Hail, hail, the gang's all here.
Other side of CIA's torture hangar at Kinston, NC, USA.
INSIDE the charnel-house -- spic and span (except for blood, etc. in the plane).
Planespotters of the North Carolina group NCSTN ( http://www.ncstoptorturenow.net) photographed the rendition-linked aircraft N478GS at Fayetteville Regional / Grannis Field, November 28, 2007.
The N478GS arrived at Shannon 1:30 a.m., November 29. Two Irish allies, alerted by NCSTN, went to the airport in the public viewing gallery, having already requested the police to search the plane if it arrived. Instead, police arrived and arrested the antitorture activists as the plane arrived at the terminal building!
The activists were released after about an hour.
As one of the activists stated, "It will become an important test case to challenge why the Irish police have not (been) investigating or searching these CIA planes."
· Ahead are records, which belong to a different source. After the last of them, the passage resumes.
//! Grader identity and task-level grader configuration

use std::fmt;
use std::str::FromStr;

use serde::{Deserialize, Serialize};
use serde_json::Value;

use crate::GraderError;

/// Structured answer written by an agent. No fixed schema; each grader
/// declares the fields it requires.
pub type AgentAnswer = serde_json::Map<String, Value>;

/// Closed set of grader strategies
#[derive(Debug, Clone, Copy, PartialEq, Eq, Hash, PartialOrd, Ord, Serialize, Deserialize)]
#[serde(rename_all = "snake_case")]
pub enum GraderKind {
    NumericTolerance,
    LabelSetJaccard,
    DistributionComparison,
    MarkerGenePrecisionRecall,
    MarkerGeneSeparation,
    SpatialAdjacency,
    MultipleChoice,
}

impl GraderKind {
    /// Type tag used in task specs
    pub fn as_str(&self) -> &'static str {
        match self {
            GraderKind::NumericTolerance => "numeric_tolerance",
            GraderKind::LabelSetJaccard => "label_set_jaccard",
            GraderKind::DistributionComparison => "distribution_comparison",
            GraderKind::MarkerGenePrecisionRecall => "marker_gene_precision_recall",
            GraderKind::MarkerGeneSeparation => "marker_gene_separation",
            GraderKind::SpatialAdjacency => "spatial_adjacency",
            GraderKind::MultipleChoice => "multiple_choice",
        }
    }

    /// Get all grader kinds
    pub fn all() -> &'static [GraderKind] {
        &[
            GraderKind::NumericTolerance,
            GraderKind::LabelSetJaccard,
            GraderKind::DistributionComparison,
            GraderKind::MarkerGenePrecisionRecall,
            GraderKind::MarkerGeneSeparation,
            GraderKind::SpatialAdjacency,
            GraderKind::MultipleChoice,
        ]
    }
}

impl fmt::Display for GraderKind {
    fn fmt(&self, f: &mut fmt::Formatter<'_>) -> fmt::Result {
        f.write_str(self.as_str())
    }
}

impl FromStr for GraderKind {
    type Err = GraderError;

    fn from_str(s: &str) -> Result<Self, Self::Err> {
        GraderKind::all()
            .iter()
            .copied()
            .find(|kind| kind.as_str() == s)
            .ok_or_else(|| GraderError::UnknownType(s.to_string()))
    }
}

/// Grader section of a task spec: `{"type": ..., "config": {...}}`.
///
/// The type is kept as a raw string so that an unknown type survives parsing
/// and is reported at grading time instead of rejecting the whole spec.
#[derive(Debug, Clone, PartialEq, Serialize, Deserialize)]
pub struct GraderSpec {
    #[serde(rename = "type")]
    pub grader_type: String,

    #[serde(default = "empty_config")]
    pub config: Value,
}

fn empty_config() -> Value {
    Value::Object(serde_json::Map::new())
}

impl GraderSpec {
    /// Create a grader spec
    pub fn new(grader_type: impl Into<String>, config: Value) -> Self {
        Self {
            grader_type: grader_type.into(),
            config,
        }
    }

    /// Resolve the grader type, if it names a built-in strategy
    pub fn kind(&self) -> Result<GraderKind, GraderError> {
        self.grader_type.parse()
    }
}

#[cfg(test)]
mod tests {
    use super::*;
    use serde_json::json;

    #[test]
    fn test_kind_round_trips_through_tag() {
        for kind in GraderKind::all() {
            assert_eq!(kind.as_str().parse::<GraderKind>().unwrap(), *kind);
        }
    }

    #[test]
    fn test_unknown_kind() {
        let err = "fuzzy_match".parse::<GraderKind>().unwrap_err();
        assert_eq!(err, GraderError::UnknownType("fuzzy_match".into()));
    }

    #[test]
    fn test_spec_config_defaults_to_empty_object() {
        let spec: GraderSpec = serde_json::from_value(json!({"type": "multiple_choice"})).unwrap();
        assert_eq!(spec.config, json!({}));
        assert_eq!(spec.kind().unwrap(), GraderKind::MultipleChoice);
    }
}
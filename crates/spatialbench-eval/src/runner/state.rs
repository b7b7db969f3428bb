//! Evaluation state machine states

use std::fmt;

use serde::{Deserialize, Serialize};

/// Phase of a single evaluation run
#[derive(Debug, Clone, Copy, PartialEq, Eq, Hash, Serialize, Deserialize)]
#[serde(rename_all = "SCREAMING_SNAKE_CASE")]
pub enum EvalState {
    Init,
    StageData,
    InvokeAgent,
    CollectAnswer,
    Grade,
    Cleanup,
    Done,
}

impl EvalState {
    pub fn as_str(&self) -> &'static str {
        match self {
            EvalState::Init => "INIT",
            EvalState::StageData => "STAGE_DATA",
            EvalState::InvokeAgent => "INVOKE_AGENT",
            EvalState::CollectAnswer => "COLLECT_ANSWER",
            EvalState::Grade => "GRADE",
            EvalState::Cleanup => "CLEANUP",
            EvalState::Done => "DONE",
        }
    }

    /// Next state on the normal path
    pub fn next(&self) -> Option<EvalState> {
        match self {
            EvalState::Init => Some(EvalState::StageData),
            EvalState::StageData => Some(EvalState::InvokeAgent),
            EvalState::InvokeAgent => Some(EvalState::CollectAnswer),
            EvalState::CollectAnswer => Some(EvalState::Grade),
            EvalState::Grade => Some(EvalState::Cleanup),
            EvalState::Cleanup => Some(EvalState::Done),
            EvalState::Done => None,
        }
    }
}

impl fmt::Display for EvalState {
    fn fmt(&self, f: &mut fmt::Formatter<'_>) -> fmt::Result {
        f.write_str(self.as_str())
    }
}

#[cfg(test)]
mod tests {
    use super::*;

    #[test]
    fn test_path_reaches_done() {
        let mut state = EvalState::Init;
        let mut visited = vec![state];
        while let Some(next) = state.next() {
            state = next;
            visited.push(state);
        }
        assert_eq!(visited.len(), 7);
        assert_eq!(state, EvalState::Done);
        assert_eq!(EvalState::CollectAnswer.to_string(), "COLLECT_ANSWER");
    }
}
In September 2006, The Chicago Tribune reported that FAA records "show that ... in addition to numerous visits to Europe and the Middle East, [N478GS] made repeated landings at a half-dozen U.S. Air Force and Navy installations, including Andrews Air Force Base, near Washington, D.C., and the U.S. Naval Station at Guantanamo Bay, Cuba, where hundreds of suspected terrorists are incarcerated."
PHOTOS INSIDE THE CIA HANGAR AT KINSTON, NORTH CAROLINA
An even bigger fish is the Guantanamo Bay Express, shown in three other photos. The first of these shows protestors in front of the Aero Contractors, Limited, hangar at the Kinston Global TransPark in North Carolina. In the other two, unnamed persons photographed the flagship of the CIA's torture fleet INSIDE THE HANGAR.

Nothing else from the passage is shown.